Targeting ‘Super-Utilizers’ with In-Home Care May Not Curb Health Care Spending

One method using in-home care that inspired hope in reducing health care spending may not be effective after all. Tending more to “super-utilizers” did not reduce hospital readmissions, according to a new study from The New England Journal of Medicine.

Super-utilizers are the 5% of the patient population that make up half of the nation’s total health care spending. For years, health care providers have tried to better serve this targeted population to reduce their trips to the hospital and emergency rooms, in turn lowering overall health care spending.

A seemingly effective program developed out of Camden, New Jersey, was built on the idea of “hotspotting,” a process that used teams of nurses, social workers and community health workers to visit and keep tabs on high-risk patients to avoid rehospitalization. The Camden program was ostensibly successful in observational studies around the country, and, thus, given funds to expand.


The program won so much acclaim, in fact, that well-known health care thought leader Atul Gawande — author of “Being Mortal” — wrote about it in The New Yorker.
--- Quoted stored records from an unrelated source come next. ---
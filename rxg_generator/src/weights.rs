/**
 * Uniform choice among all characters a state can step on.
 */

use rxg_dense_fsa::{State, Transition};

/// The outgoing transitions of a state with their running widths. The n-th
/// character (counting through all transitions in order) is found with a
/// binary search.
#[derive(Debug, Clone)]
pub(crate) struct StateWeights {
    transitions: Vec<Transition>,
    cumulative: Vec<u64>,
}

impl StateWeights {
    pub(crate) fn new(transitions: &[Transition]) -> Self {
        let mut sum = 0;
        let cumulative = transitions.iter()
            .map(|tr| {
                sum += tr.width();
                sum
            })
            .collect();
        Self{ transitions: transitions.to_vec(), cumulative }
    }

    /// The number of distinct characters to choose from.
    pub(crate) fn total(&self) -> u64 {
        self.cumulative.last().cloned().unwrap_or(0)
    }

    /// The character with index `n` in `0..total()` and the state it leads to.
    pub(crate) fn pick(&self, n: u64) -> (char, State) {
        let idx = self.cumulative.partition_point(|sum| *sum <= n);
        let before = if idx == 0 { 0 } else { self.cumulative[idx - 1] };
        let tr = &self.transitions[idx];
        match tr.interval().nth(n - before) {
            Some(c) => (c, tr.to),
            None => panic!("character index {} out of transition bounds", n),
        }
    }
}

// Tests ///////////////////////////////////////////////////////////////////////
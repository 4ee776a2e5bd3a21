/**
 * Associative set from an interval to some value. The intervals are always
 * disjunct but there is a possibility they will touch.
 */

use crate::discrete::Discrete;
use crate::interval::{Interval, intersecting_index_range};

#[derive(Debug, Clone, PartialEq, Eq)]
pub struct IntervalMap<K, V> {
    pub(crate) intervals: Vec<(Interval<K>, V)>,
}

/// The two values that meet on an overlapping part of an insertion.
pub struct Unification<V> {
    pub existing: V,
    pub inserted: V,
}

impl <K, V> IntervalMap<K, V> {
    pub fn new() -> Self {
        IntervalMap{ intervals: Vec::new() }
    }
}

impl <K, V> Default for IntervalMap<K, V> {
    fn default() -> Self {
        Self::new()
    }
}

impl <K, V> IntervalMap<K, V> where K : Discrete, V : Clone {
    /// Inserts `value` for every element of `key`. The parts of `key` that
    /// overlap existing entries are split off, and get the value produced by
    /// `unify` from the existing and the inserted value.
    pub fn insert_and_unify<F>(&mut self, key: Interval<K>, value: V, mut unify: F)
        where F : FnMut(Unification<V>) -> V {

        let range = intersecting_index_range(&self.intervals, &key, |x| &x.0);

        if range.is_empty() {
            // Intersects nothing, just insert
            self.intervals.insert(range.start, (key, value));
            return;
        }

        let mut replacement = Vec::with_capacity(range.len() * 2 + 1);
        // The part of the inserted interval that is not covered yet
        let mut rest = Some(key);

        for (existing, existing_value) in self.intervals.drain(range.clone()) {
            let remaining = match rest {
                Some(r) => r,
                None => {
                    replacement.push((existing, existing_value));
                    continue;
                },
            };

            // Part of the existing entry before the inserted one
            if let Some(before) = existing.below(remaining.lower) {
                replacement.push((before, existing_value.clone()));
            }
            // Part of the inserted one before the existing entry
            if let Some(before) = remaining.below(existing.lower) {
                replacement.push((before, value.clone()));
            }

            match existing.intersection(&remaining) {
                Some(common) => {
                    let unified = unify(Unification{
                        existing: existing_value.clone(),
                        inserted: value.clone(),
                    });
                    replacement.push((common, unified));
                    if let Some(after) = existing.above(common.upper) {
                        replacement.push((after, existing_value));
                    }
                    rest = remaining.above(common.upper);
                },
                None => replacement.push((existing, existing_value)),
            }
        }

        if let Some(r) = rest {
            replacement.push((r, value));
        }

        let at = range.start;
        self.intervals.splice(at..at, replacement);
    }
}

impl <K, V> IntoIterator for IntervalMap<K, V> {
    type Item = (Interval<K>, V);
    type IntoIter = std::vec::IntoIter<(Interval<K>, V)>;

    fn into_iter(self) -> Self::IntoIter {
        self.intervals.into_iter()
    }
}

impl <'a, K, V> IntoIterator for &'a IntervalMap<K, V> {
    type Item = &'a (Interval<K>, V);
    type IntoIter = std::slice::Iter<'a, (Interval<K>, V)>;

    fn into_iter(self) -> Self::IntoIter {
        self.intervals.iter()
    }
}

// Tests ///////////////////////////////////////////////////////////////////////
/**
 * Elementary automata.
 */

use rxg_intervals::{Interval, IntervalSet};
use crate::dfa::Automaton;

impl Automaton {
    /// Accepts nothing. Same as `Automaton::new()`.
    pub fn empty() -> Self {
        Self::new()
    }

    /// Accepts only the empty string.
    pub fn empty_string() -> Self {
        let mut result = Self::new();
        let start = result.initial();
        result.add_accepting(start);
        result
    }

    /// Accepts a single character.
    pub fn from_char(c: char) -> Self {
        Self::from_char_range(c, c)
    }

    /// Accepts a single character from `from..=to`. An inverted range gives
    /// the empty language.
    pub fn from_char_range(from: char, to: char) -> Self {
        let mut result = Self::new();
        if let Some(iv) = Interval::try_new(from, to) {
            let end = result.unique_state();
            result.add_accepting(end);
            result.add_transition(result.initial(), iv, end);
        }
        result
    }

    /// Accepts a single character from the given ones.
    pub fn from_char_set<I>(chars: I) -> Self where I : IntoIterator<Item = char> {
        let set = IntervalSet::from_elements(chars);
        let mut result = Self::new();
        if set.is_empty() {
            return result;
        }
        let end = result.unique_state();
        result.add_accepting(end);
        for iv in set {
            result.add_transition(result.initial(), iv, end);
        }
        result
    }

    /// Accepts exactly the given string.
    pub fn from_string(s: &str) -> Self {
        let mut result = Self::new();
        let mut last = result.initial();
        for c in s.chars() {
            let next = result.unique_state();
            result.add_transition(last, Interval::singleton(c), next);
            last = next;
        }
        result.add_accepting(last);
        result
    }

    /// Accepts any single character.
    pub fn any_char() -> Self {
        Self::from_char_range('\0', std::char::MAX)
    }

    /// Accepts every string.
    pub fn any_string() -> Self {
        let mut result = Self::new();
        let start = result.initial();
        result.add_accepting(start);
        result.add_transition(start, Interval::full(), start);
        result
    }
}

// Tests ///////////////////////////////////////////////////////////////////////
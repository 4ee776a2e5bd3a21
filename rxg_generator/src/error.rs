/**
 * Errors of setting up a generator.
 */

use thiserror::Error;
use rxg_regex::{CompileError, SyntaxError};

#[derive(Debug, Error)]
pub enum GeneratorError {
    #[error("the pattern is empty")]
    EmptyPattern,

    #[error("the pattern matches no strings")]
    EmptyLanguage,

    #[error(transparent)]
    Syntax(#[from] SyntaxError),

    #[error(transparent)]
    Compile(#[from] CompileError),
}
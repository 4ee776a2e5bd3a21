/**
 * Dense nondeterministic finite automaton with epsilon-transitions. This is
 * where deterministic automata get glued together before determinization.
 */

use std::collections::{BTreeMap, BTreeSet};
use rxg_intervals::{Interval, IntervalMap};
use crate::dfa;

#[derive(Debug, Clone, Copy, PartialEq, Eq, PartialOrd, Ord, Hash)]
pub struct State(usize);

#[derive(Debug, Clone, PartialEq, Eq)]
pub struct Automaton {
    state_counter: usize,
    pub start: State,
    accepting: BTreeSet<State>,
    transitions: BTreeMap<State, IntervalMap<char, BTreeSet<State>>>,
    epsilon: BTreeMap<State, BTreeSet<State>>,
}

/// Where a deterministic automaton ended up after being copied into an NFA.
pub struct Embedding {
    pub start: State,
    pub accepting: Vec<State>,
}

impl Automaton {
    pub fn new() -> Self {
        Self{
            state_counter: 0,
            start: State(0),
            accepting: BTreeSet::new(),
            transitions: BTreeMap::new(),
            epsilon: BTreeMap::new(),
        }
    }

    pub fn unique_state(&mut self) -> State {
        self.state_counter += 1;
        State(self.state_counter)
    }

    pub fn add_accepting(&mut self, state: State) {
        self.accepting.insert(state);
    }

    pub fn is_accepting(&self, state: &State) -> bool {
        self.accepting.contains(state)
    }

    /// Every state reachable from the given ones through epsilon-transitions,
    /// including themselves.
    pub fn epsilon_closure(&self, states: &BTreeSet<State>) -> BTreeSet<State> {
        let mut result = states.clone();
        let mut stk: Vec<State> = states.iter().cloned().collect();

        while let Some(top) = stk.pop() {
            if let Some(targets) = self.epsilon.get(&top) {
                for s in targets {
                    if result.insert(*s) {
                        stk.push(*s);
                    }
                }
            }
        }

        result
    }

    pub fn add_epsilon_transition(&mut self, from: State, to: State) {
        self.epsilon.entry(from).or_insert_with(BTreeSet::new).insert(to);
    }

    pub fn add_transition(&mut self, from: State, on: Interval<char>, to: State) {
        let from_map = self.transitions.entry(from).or_insert_with(IntervalMap::new);
        let mut targets = BTreeSet::new();
        targets.insert(to);
        from_map.insert_and_unify(on, targets, |mut unification| {
            unification.existing.append(&mut unification.inserted);
            unification.existing
        });
    }

    pub fn transitions_from(&self, from: &State) -> Option<&IntervalMap<char, BTreeSet<State>>> {
        self.transitions.get(from)
    }

    pub fn states(&self) -> impl Iterator<Item = State> {
        (0..=self.state_counter).map(State)
    }

    /// Copies a deterministic automaton into this one with fresh states. The
    /// copy is not connected to anything yet.
    pub fn embed(&mut self, automaton: &dfa::Automaton) -> Embedding {
        let mapping: Vec<State> = automaton.states().map(|_| self.unique_state()).collect();

        for from in automaton.states() {
            for tr in automaton.transitions_from(&from) {
                self.add_transition(mapping[from.id()], Interval::new(tr.min, tr.max), mapping[tr.to.id()]);
            }
        }

        Embedding{
            start: mapping[automaton.initial().id()],
            accepting: automaton.states()
                .filter(|s| automaton.is_accepting(s))
                .map(|s| mapping[s.id()])
                .collect(),
        }
    }
}

impl Default for Automaton {
    fn default() -> Self {
        Self::new()
    }
}

// Tests ///////////////////////////////////////////////////////////////////////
But the hotspotting program may be flawed.

As part of the New England Journal of Medicine study, 800 participants were defined as people with “medically and socially complex conditions.” Participants also had at least one hospital visit within the last six months.
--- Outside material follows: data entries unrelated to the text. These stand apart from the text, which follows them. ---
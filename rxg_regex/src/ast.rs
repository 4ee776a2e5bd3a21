/**
 * The regex syntax-tree (AST) and the normalizing constructors the parser
 * builds it with.
 */

#[derive(Debug, Clone, PartialEq, Eq)]
pub enum Node {
    Union{
        first: Box<Node>,
        second: Box<Node>,
    },

    Concatenation{
        first: Box<Node>,
        second: Box<Node>,
    },

    Intersection{
        first: Box<Node>,
        second: Box<Node>,
    },

    Optional(Box<Node>),

    Repeat(Box<Node>),

    RepeatAtLeast{
        subnode: Box<Node>,
        min: usize,
    },

    RepeatBetween{
        subnode: Box<Node>,
        min: usize,
        max: usize,
    },

    Complement(Box<Node>),

    Char(char),

    CharRange{
        from: char,
        to: char,
    },

    AnyChar,

    AnyString,

    /// The empty language.
    Empty,

    LiteralString(String),

    AutomatonRef(String),

    /// Decimal numbers in `min..=max`. A nonzero `digits` means the numbers
    /// are zero-padded to that width.
    Interval{
        min: u32,
        max: u32,
        digits: usize,
    },
}

/**
 * Builder.
 */

impl Node {
    pub fn union(first: Node, second: Node) -> Node {
        Node::Union{ first: Box::new(first), second: Box::new(second) }
    }

    /// Concatenation that folds neighbouring literals into a single
    /// `LiteralString`, also across the nearer side of nested concatenations.
    pub fn concat(first: Node, second: Node) -> Node {
        match (first, second) {
            (first, second) if first.is_literal() && second.is_literal() =>
                Node::LiteralString(first.literal_text() + &second.literal_text()),

            (Node::Concatenation{ first: ff, second: fs }, second) if fs.is_literal() && second.is_literal() =>
                Node::Concatenation{ first: ff, second: Box::new(Node::concat(*fs, second)) },

            (first, Node::Concatenation{ first: sf, second: ss }) if first.is_literal() && sf.is_literal() =>
                Node::Concatenation{ first: Box::new(Node::concat(first, *sf)), second: ss },

            (first, second) => Node::concat_unfolded(first, second),
        }
    }

    /// Concatenation without any folding.
    pub fn concat_unfolded(first: Node, second: Node) -> Node {
        Node::Concatenation{ first: Box::new(first), second: Box::new(second) }
    }

    pub fn intersection(first: Node, second: Node) -> Node {
        Node::Intersection{ first: Box::new(first), second: Box::new(second) }
    }

    pub fn optional(subnode: Node) -> Node {
        Node::Optional(Box::new(subnode))
    }

    pub fn repeat(subnode: Node) -> Node {
        Node::Repeat(Box::new(subnode))
    }

    pub fn repeat_at_least(subnode: Node, min: usize) -> Node {
        Node::RepeatAtLeast{ subnode: Box::new(subnode), min }
    }

    pub fn repeat_between(subnode: Node, min: usize, max: usize) -> Node {
        Node::RepeatBetween{ subnode: Box::new(subnode), min, max }
    }

    pub fn complement(subnode: Node) -> Node {
        Node::Complement(Box::new(subnode))
    }

    /// Any character of the active alphabet except the ones `excluded`
    /// matches.
    pub fn exclude_chars(excluded: Node) -> Node {
        Node::intersection(Node::AnyChar, Node::complement(excluded))
    }

    pub fn char_range(from: char, to: char) -> Node {
        Node::CharRange{ from, to }
    }

    /// A union matching exactly the given characters, with consecutive runs
    /// collapsed into ranges. No characters give `Empty`.
    pub fn char_class(chars: &[char]) -> Node {
        let mut sorted = chars.to_vec();
        sorted.sort_unstable();
        sorted.dedup();

        let mut runs: Vec<(char, char)> = Vec::new();
        for c in sorted {
            match runs.last_mut() {
                Some(last) if (last.1 as u32) + 1 == c as u32 => last.1 = c,
                _ => runs.push((c, c)),
            }
        }

        runs.into_iter()
            .map(|(from, to)| if from == to { Node::Char(from) } else { Node::char_range(from, to) })
            .fold(None, |acc, n| match acc {
                None => Some(n),
                Some(acc) => Some(Node::union(acc, n)),
            })
            .unwrap_or(Node::Empty)
    }

    pub fn literal(s: impl Into<String>) -> Node {
        Node::LiteralString(s.into())
    }

    pub fn automaton_ref(name: impl Into<String>) -> Node {
        Node::AutomatonRef(name.into())
    }

    pub fn interval(min: u32, max: u32, digits: usize) -> Node {
        Node::Interval{ min, max, digits }
    }

    fn is_literal(&self) -> bool {
        match self {
            Node::Char(_) | Node::LiteralString(_) => true,
            _ => false,
        }
    }

    fn literal_text(&self) -> String {
        match self {
            Node::Char(c) => c.to_string(),
            Node::LiteralString(s) => s.clone(),
            _ => panic!("literal_text called on a non-literal node"),
        }
    }
}

// Tests ///////////////////////////////////////////////////////////////////////

#[cfg(test)]
mod ast_tests {
    use super::*;

    fn ch(c: char) -> Node {
        Node::Char(c)
    }

    fn lit(s: &str) -> Node {
        Node::literal(s)
    }

    #[test]
    fn chars_fold() {
        assert_eq!(Node::concat(ch('a'), ch('b')), lit("ab"));
        assert_eq!(Node::concat(lit("ab"), ch('c')), lit("abc"));
        assert_eq!(Node::concat(ch('a'), lit("")), lit("a"));
    }

    #[test]
    fn fold_into_left_spine() {
        let left = Node::concat(Node::AnyChar, ch('a'));
        assert_eq!(left, Node::concat_unfolded(Node::AnyChar, ch('a')));
        assert_eq!(Node::concat(left, ch('b')), Node::concat_unfolded(Node::AnyChar, lit("ab")));
    }

    #[test]
    fn fold_into_right_spine() {
        let right = Node::concat_unfolded(ch('b'), Node::AnyChar);
        assert_eq!(Node::concat(ch('a'), right), Node::concat_unfolded(lit("ab"), Node::AnyChar));
    }

    #[test]
    fn no_fold_across_structure() {
        let star = Node::repeat(ch('a'));
        assert_eq!(Node::concat(star.clone(), ch('b')), Node::concat_unfolded(star, ch('b')));
    }

    #[test]
    fn char_classes() {
        assert_eq!(Node::char_class(&[]), Node::Empty);
        assert_eq!(Node::char_class(&['x']), ch('x'));
        assert_eq!(
            Node::char_class(&['c', 'a', 'b', 'x', 'a']),
            Node::union(Node::char_range('a', 'c'), ch('x')));
    }

    #[test]
    fn exclusion_shape() {
        assert_eq!(
            Node::exclude_chars(ch('a')),
            Node::intersection(Node::AnyChar, Node::complement(ch('a'))));
    }
}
This group that received extra attention in the home and via telephone after being discharged — the hotspotters, so to speak — ultimately had a 62.3% admission rate.


A control group that went without the extra attention, in comparison, had a 61.7% readmission rate.

Overall, the group of 800 averaged 1.8 hospital admissions over the prior six months. For reference, the Camden population average was just 0.1 per person over that same time period.

The main takeaway of The New England Journal of Medicine study: Targeting super-utilizers as a means to reduce the total cost of health care spending is not as viable as previously thought.

The program in question was piloted by the Camden Coalition of Healthcare Providers.

“Regression to the mean — the tendency for patients selected for the exceptionally high cost of their care at a moment in time to move closer to average cost over time — may bias observational studies of super-utilizer programs toward spurious results,” study authors wrote.

Despite its skepticism, the study does not undermine the value of having eyes and ears in patients’ homes after discharge in general, nor does it assert that there’s no way to reduce super-utilizers’ cost of care. In this case, however, the wealth of resources dedicated to these high-risk patients was still not enough to curb their chances of being readmitted to the hospital.

“The results suggest both the challenges of reducing readmissions in a medically and socially complex super-utilizer population and the importance of conducting randomized evaluation of interventions such as this one, which, because they target high-cost patients, are likely to show substantial regression to the mean in observational studies,” the authors noted.

Apart from preventing avoidable trips to the hospital and ER, many believe the key to lowering health care spending is simply using health care dollars more effectively.

About a quarter of all U.S. health care spending — $760 billion to $935 billion per year — can be categorized as waste, a 2019 study from Humana Inc. (NYSE: HUM) and the University of Pittsburgh School of Medicine found.